Hindustan Times, New Delhi | By
May 15, 2019 11:23 PM IST

Anirban Lahiri thinks back to his best finish so far at the PGA tour, a tied-second at the 2017 Memorial Tournament in Ohio, and how that came at the back of a difficult run.

At the Trinity Forest Golf Club greens in Dallas, Texas, the smell of defeat. Anirban Lahiri has failed to make the cut. Yet again. It’s the seventh time in 15 PGA Tour events since the start of the year that Lahiri has missed the cut. He has slipped to 166 on the FedEx Cup list, the PGA Tour’s order of merit.

Anirban Lahiri of India plays a shot during practice prior to the start of the AT&T Byron Nelson.(AFP)
Anirban Lahiri of India plays a shot during practice prior to the start of the AT&T Byron Nelson.(AFP)

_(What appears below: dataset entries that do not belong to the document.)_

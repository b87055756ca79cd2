//! User entity.

use chrono::{DateTime, Utc};
use sea_orm::entity::prelude::*;
use serde::{Deserialize, Serialize};

/// User account status.
#[derive(Debug, Clone, PartialEq, Eq, EnumIter, DeriveActiveEnum, Serialize, Deserialize)]
#[sea_orm(rs_type = "String", db_type = "String(StringLen::N(16))")]
pub enum UserStatus {
    #[sea_orm(string_value = "active")]
    Active,
    #[sea_orm(string_value = "suspended")]
    Suspended,
}

/// User model for tenant member accounts.
#[derive(Clone, Debug, PartialEq, Eq, DeriveEntityModel, Serialize, Deserialize)]
#[sea_orm(table_name = "user")]
pub struct Model {
    /// Unique user ID.
    #[sea_orm(primary_key, auto_increment = false)]
    pub id: String,

    /// Tenant this user belongs to.
    pub tenant_id: String,

    /// Login name, unique per tenant.
    pub username: String,

    /// Email address.
    pub email: String,

    /// Argon2 password hash.
    #[serde(skip_serializing)]
    pub password_hash: String,

    /// Current API bearer token, if one has been issued.
    #[sea_orm(nullable)]
    #[serde(skip_serializing)]
    pub api_token: Option<String>,

    /// Whether this user can manage the tenant.
    pub is_admin: bool,

    /// Account status.
    pub status: UserStatus,

    /// When the account was created.
    pub created_at: DateTime<Utc>,

    /// When the account was last updated.
    #[sea_orm(nullable)]
    pub updated_at: Option<DateTime<Utc>>,
}

/// Relationships.
#[derive(Copy, Clone, Debug, EnumIter, DeriveRelation)]
pub enum Relation {
    #[sea_orm(has_many = "super::lead::Entity")]
    Leads,
}

impl Related<super::lead::Entity> for Entity {
    fn to() -> RelationDef {
        Relation::Leads.def()
    }
}

impl ActiveModelBehavior for ActiveModel {}
//! Tier endpoints. Listing open tiers is public; management is admin-only.

use axum::{
    Json, Router,
    extract::{Path, State},
    routing::{get, post, put},
};
use crm_common::{AppError, AppResult};
use crm_core::CreateTierInput;
use crm_db::entities::tier;
use serde::Deserialize;

use crate::{
    extractors::AdminUser,
    middleware::AppState,
    response::ApiResponse,
};

/// Create the tiers router.
pub fn router() -> Router<AppState> {
    Router::new()
        .route("/", get(list_public))
        .route("/", post(create_tier))
        .route("/all", get(list_all))
        .route("/{id}", get(get_tier))
        .route("/{id}/active", put(set_active))
}

/// Tiers open for subscription.
async fn list_public(State(state): State<AppState>) -> AppResult<ApiResponse<Vec<tier::Model>>> {
    Ok(ApiResponse::ok(state.tier_service.list_public().await?))
}

/// All tiers, including closed ones.
async fn list_all(
    AdminUser(_admin): AdminUser,
    State(state): State<AppState>,
) -> AppResult<ApiResponse<Vec<tier::Model>>> {
    Ok(ApiResponse::ok(state.tier_service.list_all().await?))
}

/// Create a tier.
async fn create_tier(
    AdminUser(_admin): AdminUser,
    State(state): State<AppState>,
    Json(input): Json<CreateTierInput>,
) -> AppResult<ApiResponse<tier::Model>> {
    Ok(ApiResponse::ok(state.tier_service.create(input).await?))
}

/// Get a tier by ID.
async fn get_tier(
    State(state): State<AppState>,
    Path(id): Path<String>,
) -> AppResult<ApiResponse<tier::Model>> {
    let tier = state
        .tier_service
        .get(&id)
        .await?
        .ok_or_else(|| AppError::NotFound(format!("Tier not found: {id}")))?;

    Ok(ApiResponse::ok(tier))
}

/// Availability change request.
#[derive(Debug, Deserialize)]
pub struct SetActiveRequest {
    pub is_active: bool,
}

/// Open or close a tier for subscription.
async fn set_active(
    AdminUser(_admin): AdminUser,
    State(state): State<AppState>,
    Path(id): Path<String>,
    Json(req): Json<SetActiveRequest>,
) -> AppResult<ApiResponse<tier::Model>> {
    let tier = state.tier_service.set_active(&id, req.is_active).await?;
    Ok(ApiResponse::ok(tier))
}
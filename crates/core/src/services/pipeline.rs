//! Pipeline service.

use crm_common::{AppError, AppResult, IdGenerator};
use crm_db::entities::{pipeline, stage};
use crm_db::repositories::{NewPipeline, NewStage, PipelineRepository};
use serde::Deserialize;
use validator::Validate;

/// Input for creating a pipeline.
#[derive(Debug, Deserialize, Validate)]
pub struct CreatePipelineInput {
    #[validate(length(min = 1, max = 128))]
    pub name: String,

    #[serde(default)]
    pub is_default: bool,
}

/// Input for adding a stage to a pipeline.
#[derive(Debug, Deserialize, Validate)]
pub struct CreateStageInput {
    #[validate(length(min = 1, max = 128))]
    pub name: String,

    #[validate(range(min = 0))]
    pub position: i32,
}

/// Service for pipelines and stages.
#[derive(Clone)]
pub struct PipelineService {
    pipeline_repo: PipelineRepository,
    id_gen: IdGenerator,
}

impl PipelineService {
    /// Create a new pipeline service.
    #[must_use]
    pub fn new(pipeline_repo: PipelineRepository) -> Self {
        Self {
            pipeline_repo,
            id_gen: IdGenerator::new(),
        }
    }

    /// All pipelines of a tenant.
    pub async fn list(&self, tenant_id: &str) -> AppResult<Vec<pipeline::Model>> {
        self.pipeline_repo.list(tenant_id).await
    }

    /// Get a pipeline by ID.
    pub async fn get(&self, tenant_id: &str, id: &str) -> AppResult<Option<pipeline::Model>> {
        self.pipeline_repo.find_by_id(tenant_id, id).await
    }

    /// Create a pipeline.
    pub async fn create(
        &self,
        tenant_id: &str,
        input: CreatePipelineInput,
    ) -> AppResult<pipeline::Model> {
        input.validate()?;

        let model = self
            .pipeline_repo
            .create(NewPipeline {
                id: self.id_gen.generate(),
                tenant_id: tenant_id.to_string(),
                name: input.name,
                is_default: input.is_default,
            })
            .await?;

        tracing::info!(pipeline_id = %model.id, tenant_id = tenant_id, "Pipeline created");
        Ok(model)
    }

    /// Delete a pipeline. Fails at the database level while leads still
    /// reference it.
    pub async fn delete(&self, tenant_id: &str, id: &str) -> AppResult<()> {
        let model = self
            .pipeline_repo
            .find_by_id(tenant_id, id)
            .await?
            .ok_or_else(|| AppError::NotFound(format!("Pipeline not found: {id}")))?;

        self.pipeline_repo.delete(model).await?;
        tracing::info!(pipeline_id = id, "Pipeline deleted");
        Ok(())
    }

    /// Stages of a pipeline, in order.
    pub async fn stages(&self, tenant_id: &str, pipeline_id: &str) -> AppResult<Vec<stage::Model>> {
        self.require_pipeline(tenant_id, pipeline_id).await?;
        self.pipeline_repo.stages_of(pipeline_id).await
    }

    /// Add a stage to a pipeline.
    pub async fn add_stage(
        &self,
        tenant_id: &str,
        pipeline_id: &str,
        input: CreateStageInput,
    ) -> AppResult<stage::Model> {
        input.validate()?;
        self.require_pipeline(tenant_id, pipeline_id).await?;

        let model = self
            .pipeline_repo
            .create_stage(NewStage {
                id: self.id_gen.generate(),
                pipeline_id: pipeline_id.to_string(),
                name: input.name,
                position: input.position,
            })
            .await?;

        tracing::info!(stage_id = %model.id, pipeline_id = pipeline_id, "Stage created");
        Ok(model)
    }

    async fn require_pipeline(&self, tenant_id: &str, pipeline_id: &str) -> AppResult<pipeline::Model> {
        self.pipeline_repo
            .find_by_id(tenant_id, pipeline_id)
            .await?
            .ok_or_else(|| AppError::NotFound(format!("Pipeline not found: {pipeline_id}")))
    }
}

#[cfg(test)]
mod tests {
    use super::*;
    use sea_orm::{DatabaseBackend, MockDatabase};
    use std::sync::Arc;

    #[tokio::test]
    async fn test_add_stage_requires_owned_pipeline() {
        // The tenant-scoped lookup returns nothing for a foreign pipeline.
        let db = Arc::new(
            MockDatabase::new(DatabaseBackend::Postgres)
                .append_query_results([Vec::<pipeline::Model>::new()])
                .into_connection(),
        );
        let service = PipelineService::new(PipelineRepository::new(db));

        let input = CreateStageInput {
            name: "Qualified".to_string(),
            position: 1,
        };
        let result = service.add_stage("t1", "other-tenant-pipeline", input).await;
        assert!(matches!(result, Err(AppError::NotFound(_))));
    }
}
//! Application configuration.

use serde::Deserialize;
use std::path::Path;

/// Application configuration.
#[derive(Debug, Clone, Deserialize)]
pub struct Config {
    /// Server configuration.
    pub server: ServerConfig,
    /// Database configuration.
    pub database: DatabaseConfig,
}

/// Server configuration.
#[derive(Debug, Clone, Deserialize)]
pub struct ServerConfig {
    /// Host to bind to.
    #[serde(default = "default_host")]
    pub host: String,
    /// Port to bind to.
    #[serde(default = "default_port")]
    pub port: u16,
    /// Public URL of this instance.
    pub url: String,
}

/// Database connection configuration.
#[derive(Debug, Clone, Deserialize)]
pub struct DatabaseConfig {
    /// `PostgreSQL` connection URL.
    pub url: String,
    /// Maximum number of connections in the pool.
    #[serde(default = "default_max_connections")]
    pub max_connections: u32,
    /// Minimum number of connections in the pool.
    #[serde(default = "default_min_connections")]
    pub min_connections: u32,
}

fn default_host() -> String {
    "0.0.0.0".to_string()
}

const fn default_port() -> u16 {
    3000
}

const fn default_max_connections() -> u32 {
    50
}

const fn default_min_connections() -> u32 {
    5
}

impl Config {
    /// Load configuration from files and environment variables.
    ///
    /// Configuration is loaded in the following order:
    /// 1. `config/default.toml`
    /// 2. `config/{environment}.toml` (based on `CRM_ENV`)
    /// 3. Environment variables with `CRM_` prefix
    pub fn load() -> Result<Self, config::ConfigError> {
        let env = std::env::var("CRM_ENV").unwrap_or_else(|_| "development".to_string());

        let config = config::Config::builder()
            .add_source(config::File::with_name("config/default").required(false))
            .add_source(config::File::with_name(&format!("config/{env}")).required(false))
            .add_source(
                config::Environment::with_prefix("CRM")
                    .separator("__")
                    .try_parsing(true),
            )
            .build()?;

        config.try_deserialize()
    }

    /// Load configuration from a specific file.
    pub fn from_file<P: AsRef<Path>>(path: P) -> Result<Self, config::ConfigError> {
        let config = config::Config::builder()
            .add_source(config::File::from(path.as_ref()))
            .add_source(
                config::Environment::with_prefix("CRM")
                    .separator("__")
                    .try_parsing(true),
            )
            .build()?;

        config.try_deserialize()
    }
}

If he does not stay within 125 by September-end, he does not get to keep his hard-earned tour card for the 2020 season. He is only the third Indian, after Jeev Milkha Singh and Arjun Atwal, to enjoy full rights on the PGA Tour, a distinction he earned back in 2016. He can’t think about that. Right here, at this moment, staring down the barrel, Lahiri knows he has to ‘suck it up’. “The last 11 months have been a low,” says the 31-year-old, “but then you face your demons as a sportsman should. It’s like being a racehorse that has to be blinkered.”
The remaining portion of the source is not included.